Habría que colocar el asunto en su contexto preciso. La condena que desde siempre ha arrojado a las mujeres que se ven obligadas por diferentes razones a abortar no ha impedido que cientos de miles de ellas, millones en todo el mundo, arriesguen sus vidas y su integridad moral al tener que recurrir a prácticas clandestinas y en condiciones bárbaras de insalubridad. Pero a la jerarquía católica no le interesa realmente parar esta oleada terrible de abortos clandestinos si se mantienen en el sótano más oscuro de la sociedad. No importa que, en efecto, un buen porcentaje de mujeres que se practican el aborto en tales condiciones deje su vida en el intento. Es por ello que se plantea que estamos ante un problema grave de salud pública. Y muchas de las mujeres que se ven obligadas a interrumpir un embarazo no deseado son católicas. La Iglesia no ha sido capaz de encarar este problema y acompañar moralmente a quienes se ven de pronto en una situación de emergencia extrema.

Pero tiene que ver también con algo que la Iglesia no tolera: la libertad de la mujer para tomar sus propias decisiones sobre su cuerpo, incluyendo su sexualidad y la maternidad. Que ellas tengan derecho al placer sexual, a una vida erótica vigorosa. Es lo que escandaliza. Y que de paso tengan que sacudirse la responsabilidad de un embarazo no planeado con un aborto. He aquí el meollo de la cuestión. La mujer tendría que seguir bajo el sometimiento del dogma. Después de todo, ella es la culpable del pecado original. Ella se dejó tentar por la serpiente maligna y arrastró a Adán al abismo de las tentaciones. No tardará mucho en que, como ha ocurrido con el caso del limbo, estos dogmas medievales se desmoronen y se desplomen por sí solos.

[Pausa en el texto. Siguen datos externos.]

use crate::{
    btree::table::BTreeTable,
    catalog::TableInfo,
    database::Database,
    error::DbError,
    storage::{heap::file::HeapFile, Column, Schema, Tuple, Type, Value},
    transaction::{LockKey, LockMode, Transaction},
    types::DbResult,
};

use super::{Executor, RowSource};

/// One assignment `column <- value` applied to every row the source
/// produces. Re-derives every declared index's key for both the old
/// and new values so a write that touches an indexed column moves that
/// index's entry instead of leaving a stale one behind.
pub struct UpdateExec<'a> {
    tx: &'a Transaction,
    info: TableInfo,
    heap: HeapFile,
    source: RowSource<'a>,
    assignments: Vec<(usize, Value)>,
    schema: Schema,
    done: bool,
}

impl<'a> UpdateExec<'a> {
    pub fn new(tx: &'a Transaction, info: TableInfo, source: RowSource<'a>, assignments: Vec<(usize, Value)>) -> Self {
        let heap = HeapFile::new(info.id, info.record_size, Database::config().page_size);
        Self {
            tx,
            info,
            heap,
            source,
            assignments,
            schema: Schema::new(vec![Column::new("affected_rows", Type::BigInt64, false)]),
            done: false,
        }
    }

    fn apply(&self, tuple: &Tuple) -> Tuple {
        let mut values = tuple.values().to_vec();
        for (field, value) in &self.assignments {
            values[*field] = value.clone();
        }
        Tuple::new(values)
    }
}

impl Executor for UpdateExec<'_> {
    fn open(&mut self) -> DbResult<()> {
        Database::mut_lock_manager().acquire(self.tx, LockKey::Table(self.info.id), LockMode::IX)?;
        self.source.open()?;
        self.done = false;
        Ok(())
    }

    fn next(&mut self) -> DbResult<Option<Tuple>> {
        if self.done {
            return Ok(None);
        }
        self.done = true;

        let indexes: Vec<BTreeTable> = self
            .info
            .indexes
            .iter()
            .map(|idx| BTreeTable::new(idx.id, idx.key_schema(&self.info.schema)))
            .collect();
        let mut updated = 0i64;

        while let Some((rid, tuple)) = self.source.next_row()? {
            Database::mut_lock_manager().acquire(self.tx, LockKey::Record(self.info.id, rid), LockMode::X)?;

            let new_tuple = self.apply(&tuple);

            for (index, idx_info) in indexes.iter().zip(&self.info.indexes) {
                let new_key = new_tuple.composite_key(&self.info.schema, &idx_info.key_columns);
                let old_key = tuple.composite_key(&self.info.schema, &idx_info.key_columns);
                if new_key != old_key && !index.search_equal(self.tx, &new_key)?.is_empty() {
                    return Err(DbError::duplicate_key(format!(
                        "duplicate key {:?} in table {}",
                        new_key, self.info.name
                    )));
                }
            }

            {
                let mut log_manager = Database::mut_log_manager();
                let mut buffer_pool = Database::mut_buffer_pool();
                self.heap.update(self.tx, &mut log_manager, &mut buffer_pool, &self.info.schema, rid, &new_tuple)?;
            }

            for (index, idx_info) in indexes.iter().zip(&self.info.indexes) {
                let new_key = new_tuple.composite_key(&self.info.schema, &idx_info.key_columns);
                let old_key = tuple.composite_key(&self.info.schema, &idx_info.key_columns);
                if new_key != old_key {
                    index.delete_entry(self.tx, &old_key, rid)?;
                    index.insert_entry(self.tx, new_key, rid)?;
                }
            }
            updated += 1;
        }

        Ok(Some(Tuple::new(vec![Value::BigInt64(updated)])))
    }

    fn close(&mut self) -> DbResult<()> {
        self.source.close()
    }

    fn schema(&self) -> &Schema {
        &self.schema
    }
}
use std::sync::{Arc, Mutex};

use log::info;
use pgwire::{
    api::{
        auth::noop::NoopStartupHandler, query::PlaceholderExtendedQueryHandler, MakeHandler,
        StatelessMakeHandler,
    },
    tokio::process_socket,
};
use stonebolt::{server::pg_handler::PostgresHandler, sql::session::Session, utils::init_log};
use tokio::net::TcpListener;

/// Connect to the server with
/// `psql -h localhost -p 5432 -d default_db -U postgres`
#[tokio::main]
pub async fn main() {
    init_log();

    let session = Arc::new(Mutex::new(Session::new()));
    let pg_handler = PostgresHandler::new(session);

    let processor = Arc::new(StatelessMakeHandler::new(Arc::new(pg_handler)));
    // We have not implemented extended query in this server, use placeholder
    // instead
    let placeholder = Arc::new(StatelessMakeHandler::new(Arc::new(
        PlaceholderExtendedQueryHandler,
    )));
    let authenticator = Arc::new(StatelessMakeHandler::new(Arc::new(NoopStartupHandler)));

    let server_addr = "127.0.0.1:5432";
    let listener = TcpListener::bind(server_addr).await.unwrap();
    info!("Listening to {}", server_addr);
    loop {
        let incoming_socket = listener.accept().await.unwrap();
        let authenticator_ref = authenticator.make();
        let processor_ref = processor.make();
        let placeholder_ref = placeholder.make();
        tokio::spawn(async move {
            process_socket(
                incoming_socket.0,
                None,
                authenticator_ref,
                processor_ref,
                placeholder_ref,
            )
            .await
        });
    }
}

Desde luego que tampoco se trata de fomentar la práctica del aborto como una medida normal. De lo que se trata es de sacarlo de las tinieblas y que ya no sea un delito. Los asambleístas del D.F. que votaron a favor han dado un paso decisivo en los derechos de la mujer y el fortalecimiento del Estado laico. La despenalización del aborto ha quedado debidamente reglamentada. Los asambleístas que aprobaron la reforma han sido excomulgados. Pero con suerte y al rato nos enteramos de que el infierno tampoco existe. El infierno está en la Tierra y lo que hicieron fue liberar a muchas mujeres de caer en sus llamas terribles.